[[ Records supplied, beginning ]]

//! Exact polyhedral arithmetic.
//!
//! This module provides the set layer the loop generator is built on:
//! - Exact numbers and affine expressions
//! - Constraints, generators and convex polyhedra
//! - Unions of polyhedra ([`Domain`]) and affine maps
//! - Interchangeable polyhedral backends

pub mod value;
pub mod expr;
pub mod constraint;
pub mod generator;
pub mod polyhedron;
pub mod map;
pub mod backend;
pub mod domain;
pub mod context;

pub use value::Value;
pub use expr::AffineExpr;
pub use constraint::{Constraint, ConstraintKind, ConstraintSystem};
pub use generator::GeneratorSystem;
pub use polyhedron::Polyhedron;
pub use map::AffineMap;
pub use backend::{BackendChoice, PolyhedralBackend};
pub use domain::Domain;
pub use context::PolyContext;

[[ Records supplied, end ]]

Task instructions: Find the line that contains "pub mod constraint;" in the data above. Reproduce it and every later line exactly, through the last one.

Response below:
pub mod constraint;
pub mod generator;
pub mod polyhedron;
pub mod map;
pub mod backend;
pub mod domain;
pub mod context;

pub use value::Value;
pub use expr::AffineExpr;
pub use constraint::{Constraint, ConstraintKind, ConstraintSystem};
pub use generator::GeneratorSystem;
pub use polyhedron::Polyhedron;
pub use map::AffineMap;
pub use backend::{BackendChoice, PolyhedralBackend};
pub use domain::Domain;
pub use context::PolyContext;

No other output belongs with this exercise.